When encountering contradictory results regarding ZNF365 expression across different cancer types or studies, researchers should implement the following analytical framework:

• Context-dependent functions:

  • Consider that ZNF365 has multiple isoforms with potentially distinct functions. Different antibodies may recognize different isoforms, leading to apparently contradictory results .

  • Analyze which specific isoform was detected in each study and whether the antibodies used target different epitopes.

• Methodological differences:

  • Compare detection methods (IHC vs. Western blot vs. qPCR) and their sensitivities.

  • Evaluate scoring systems used for immunohistochemistry (e.g., immunoreactive scores from 0-9) .

  • Assess differences in sample preparation, fixation methods, and antigen retrieval protocols.

• Subcellular localization:

  • ZNF365 is expressed in both cytoplasm and nucleus . Different studies may focus on different compartments.

  • Implement detailed subcellular fractionation studies to clarify localization-specific functions.

• Epigenetic regulation:

  • Determine if differences in ZNF365 promoter methylation status explain expression variations.

  • Treatment with demethylating agents (5-aza) and histone deacetylase inhibitors (TSA) can reveal epigenetic silencing mechanisms .

• Genetic background:

  • Analyze whether genetic variants in the ZNF365 locus contribute to expression differences.

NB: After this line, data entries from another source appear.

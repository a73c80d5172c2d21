use pcl_types::ChainId;

/// Errors from ledger store operations.
#[derive(Debug, thiserror::Error)]
pub enum StoreError {
    /// A block with this index is already persisted.
    #[error("duplicate block index {index} in {chain} chain")]
    DuplicateIndex { chain: ChainId, index: u64 },

    /// Any other constraint the backend enforces.
    #[error("constraint violation: {0}")]
    Constraint(String),

    /// Backend is busy, locked past its timeout, or unreachable.
    #[error("store unavailable: {0}")]
    Unavailable(String),

    /// Other backend failure.
    #[error("database error: {0}")]
    Database(String),

    /// I/O error from the underlying storage.
    #[error("I/O error: {0}")]
    Io(#[from] std::io::Error),

    /// A thread panicked while holding the store lock.
    #[error("store lock poisoned")]
    LockPoisoned,
}

/// Result alias for store operations.
pub type StoreResult<T> = Result<T, StoreError>;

  • Consider population-specific genetic factors, particularly in breast cancer studies where ZNF365 variants confer risk .

• Meta-analysis approach:

  • Implement formal meta-analysis incorporating all available studies.

  • Weight studies by sample size, methodological rigor, and consistency of antibody validation.

• Functional validation:

  • Design experiments to test whether ZNF365 has context-dependent functions in different cancer types.

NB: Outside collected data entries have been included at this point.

impl SqliteLedgerStore {
    /// Open (or create) the database file at `path`.
    pub fn open(path: &Path, chain: ChainId, busy_timeout: Duration) -> StoreResult<Self> {
        if let Some(parent) = path.parent() {
            if !parent.as_os_str().is_empty() {
                std::fs::create_dir_all(parent)?;
            }
        }
        let conn = Connection::open(path).map_err(map_sqlite)?;
        conn.busy_timeout(busy_timeout).map_err(map_sqlite)?;
        debug!(chain = %chain, path = %path.display(), "opened sqlite ledger store");
        Self::with_connection(Arc::new(Mutex::new(conn)), chain)
    }

    /// Private in-memory database, for tests and throwaway runs.
    pub fn open_in_memory(chain: ChainId) -> StoreResult<Self> {
        let conn = Connection::open_in_memory().map_err(map_sqlite)?;
        Self::with_connection(Arc::new(Mutex::new(conn)), chain)
    }

    /// Use an existing connection, creating this chain's table if needed.
    pub fn with_connection(conn: Arc<Mutex<Connection>>, chain: ChainId) -> StoreResult<Self> {
        {
            let guard = conn.lock().map_err(|_| StoreError::LockPoisoned)?;
            Self::init_schema(&guard, chain).map_err(map_sqlite)?;
        }

        let table = chain.table_name();
        let data = chain.payload_column();
        let columns = format!("id, timestamp, {data}, prev_hash, block_hash, signature");
        Ok(Self {
            chain,
            conn,
            select_all: format!("SELECT {columns} FROM {table} ORDER BY id ASC"),
            select_last: format!("SELECT {columns} FROM {table} ORDER BY id DESC LIMIT 1"),
            insert: format!("INSERT INTO {table} ({columns}) VALUES (?1, ?2, ?3, ?4, ?5, ?6)"),
        })
    }

    /// Initializes the table for `chain`.
    pub fn init_schema(conn: &Connection, chain: ChainId) -> rusqlite::Result<()> {
        conn.execute(
            &format!(
                "CREATE TABLE IF NOT EXISTS {table} (
                    id INTEGER PRIMARY KEY,
                    timestamp INTEGER NOT NULL,
                    {data} TEXT NOT NULL,
                    prev_hash TEXT,
                    block_hash TEXT NOT NULL,
                    signature TEXT NOT NULL
                )",
                table = chain.table_name(),
                data = chain.payload_column(),
            ),
            [],
        )?;
        Ok(())
    }

    /// The shared connection, e.g. to open the other chain on it.
    pub fn connection(&self) -> Arc<Mutex<Connection>> {
        Arc::clone(&self.conn)
    }

    fn decode(&self, row: RawRow) -> Block {
        let mut undecodable = Vec::new();
        let mut mark = |field: BlockField, raw: &SqlValue| {
            undecodable.push(Undecodable {
                field,
                raw: raw_text(raw),
            })
        };

        let index = match u64::try_from(row.id) {
            Ok(index) => index,
            Err(_) => {
                mark(BlockField::Index, &SqlValue::Integer(row.id));
                0
            }
        };
        let timestamp = match row.timestamp {
            SqlValue::Integer(t) => t,
            ref other => {
                mark(BlockField::Timestamp, other);
                0
            }
        };
        let payload = match &row.payload {
            SqlValue::Text(text) => serde_json::from_str::<Payload>(text).ok(),
            _ => None,
        }
        .unwrap_or_else(|| {
            mark(BlockField::Payload, &row.payload);
            Payload::new()
        });
        let prev_hash = match &row.prev_hash {
            SqlValue::Null => None,
            other => {
                let parsed = match other {
                    SqlValue::Text(text) => BlockHash::from_hex(text).ok(),
                    _ => None,
                };
                if parsed.is_none() {
                    mark(BlockField::PrevHash, other);
                }
                parsed
            }
        };
        let block_hash = match &row.block_hash {
            SqlValue::Text(text) => BlockHash::from_hex(text).ok(),
            _ => None,
        }
        .unwrap_or_else(|| {
            mark(BlockField::BlockHash, &row.block_hash);
            BlockHash::from_hash([0; 32])
        });
        let signature = match &row.signature {
            SqlValue::Text(text) => text.clone(),
            other => {
                mark(BlockField::Signature, other);
                String::new()
            }
        };

        if !undecodable.is_empty() {
            warn!(
                chain = %self.chain,
                row = row.id,
                fields = ?undecodable.iter().map(|u| u.field).collect::<Vec<_>>(),
                "stored row does not decode"
            );
        }
        Block {
            index,
            timestamp,
            payload,
            prev_hash,
            block_hash,
            signature,
            undecodable,
        }
    }
}

/// One row exactly as stored, before decoding.
///
/// `id` is the rowid alias and always an integer; every other column is
/// taken with whatever SQL type it currently holds.
struct RawRow {
    id: i64,
    timestamp: SqlValue,
    payload: SqlValue,
    prev_hash: SqlValue,
    block_hash: SqlValue,
    signature: SqlValue,
}

impl RawRow {
    fn from_row(row: &rusqlite::Row<'_>) -> rusqlite::Result<Self> {
        Ok(Self {
            id: row.get(0)?,
            timestamp: row.get(1)?,
            payload: row.get(2)?,
            prev_hash: row.get(3)?,
            block_hash: row.get(4)?,
            signature: row.get(5)?,
        })
    }
}

fn raw_text(value: &SqlValue) -> String {
    match value {
        SqlValue::Null => "NULL".to_string(),
        SqlValue::Integer(i) => i.to_string(),
        SqlValue::Real(f) => f.to_string(),
        SqlValue::Text(text) => text.clone(),
        SqlValue::Blob(bytes) => String::from_utf8_lossy(bytes).into_owned(),
    }
}

impl LedgerStore for SqliteLedgerStore {
    fn chain(&self) -> ChainId {
        self.chain
    }

    fn append(&self, block: &Block) -> StoreResult<Block> {
        let id = i64::try_from(block.index)
            .map_err(|_| StoreError::Constraint(format!("index {} out of range", block.index)))?;
        let payload = serde_json::to_string(&block.payload)
            .map_err(|e| StoreError::Database(format!("payload serialization: {e}")))?;

        let conn = self.conn.lock().map_err(|_| StoreError::LockPoisoned)?;
        conn.execute(
            &self.insert,
            params![
                id,
                block.timestamp,
                payload,
                block.prev_hash.map(|h| h.to_hex()),
                block.block_hash.to_hex(),
                block.signature,
            ],
        )
        .map_err(|e| match e.sqlite_error_code() {
            Some(ErrorCode::ConstraintViolation) => StoreError::DuplicateIndex {
                chain: self.chain,
                index: block.index,
            },
            _ => map_sqlite(e),
        })?;

        debug!(chain = %self.chain, index = block.index, "inserted block row");
        Ok(block.clone())
    }

    fn read_all(&self) -> StoreResult<Vec<Block>> {
        let rows = {
            let conn = self.conn.lock().map_err(|_| StoreError::LockPoisoned)?;
            let mut stmt = conn.prepare_cached(&self.select_all).map_err(map_sqlite)?;
            let rows = stmt
                .query_map([], RawRow::from_row)
                .map_err(map_sqlite)?
                .collect::<rusqlite::Result<Vec<_>>>()
                .map_err(map_sqlite)?;
            rows
        };
        Ok(rows.into_iter().map(|row| self.decode(row)).collect())
    }

    fn read_last(&self) -> StoreResult<Option<Block>> {
        let row = {
            let conn = self.conn.lock().map_err(|_| StoreError::LockPoisoned)?;
            conn.query_row(&self.select_last, [], RawRow::from_row)
                .optional()
                .map_err(map_sqlite)?
        };
        Ok(row.map(|r| self.decode(r)))
    }

    fn len(&self) -> StoreResult<u64> {
        let conn = self.conn.lock().map_err(|_| StoreError::LockPoisoned)?;
        let count: i64 = conn
            .query_row(
                &format!("SELECT COUNT(*) FROM {}", self.chain.table_name()),
                [],
                |row| row.get(0),
            )
            .map_err(map_sqlite)?;
        Ok(count.max(0) as u64)
    }
}

impl std::fmt::Debug for SqliteLedgerStore {
    fn fmt(&self, f: &mut std::fmt::Formatter<'_>) -> std::fmt::Result {
        f.debug_struct("SqliteLedgerStore")
            .field("chain", &self.chain)
            .field("table", &self.chain.table_name())
            .finish()
    }
}

fn map_sqlite(err: rusqlite::Error) -> StoreError {
    match err.sqlite_error_code() {
        Some(ErrorCode::DatabaseBusy | ErrorCode::DatabaseLocked | ErrorCode::CannotOpen) => {
            StoreError::Unavailable(err.to_string())
        }
        Some(ErrorCode::ConstraintViolation) => StoreError::Constraint(err.to_string()),
        _ => StoreError::Database(err.to_string()),
    }
}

  • Implement consistent methodologies across multiple cancer models to allow direct comparison.

What standards should be applied when evaluating ZNF365 expression in patient tissue samples?

When evaluating ZNF365 expression in patient tissues, researchers should implement these standardized approaches:

• Antibody validation standards:

  • Verify antibody specificity through positive controls (e.g., HEK293T cells transfected with ZNF365) .

  • Implement negative controls, including isotype controls and secondary-only controls.

  • Use multiple antibody clones (e.g., OTI1B7, OTI5B9, OTI8G7) to confirm expression patterns .

• Scoring methodology:

  • Implement standardized immunoreactive scoring (IRS) systems combining staining intensity and percentage of positive cells.

  • Use a scale of 0-9 as demonstrated in published research, with high expression defined as IRS 6-9 and low expression as IRS 0-5 .

  • Have multiple experienced pathologists score samples independently and blind to clinical outcomes .

• Tissue processing standardization:

  • Standardize fixation protocols (e.g., 10% formalin for 24 hours at room temperature) .

  • Implement consistent antigen retrieval methods.

  • Process normal control tissues alongside tumor samples.

• Subcellular localization assessment:

  • Evaluate both cytoplasmic and nuclear expression of ZNF365 .

  • Consider separate scoring for different cellular compartments.

  • Implement digital image analysis for objective quantification.

• Clinical correlation standards:

  • Collect comprehensive clinicopathological data.

  • Use multivariate analysis to determine if ZNF365 is an independent prognostic factor.

  • Apply Cox proportional hazards models for survival analysis .

• Reporting standards:

  • Report antibody clone, dilution, incubation conditions, and detection methods.

  • Provide representative images showing different expression levels.

  • Include details of statistical methods used for correlation analyses.

• Reproducibility measures:

  • Calculate inter-observer agreement statistics (e.g., kappa coefficients).

  • Implement tissue microarrays where possible to reduce batch effects.

  • Consider multicenter validation of findings.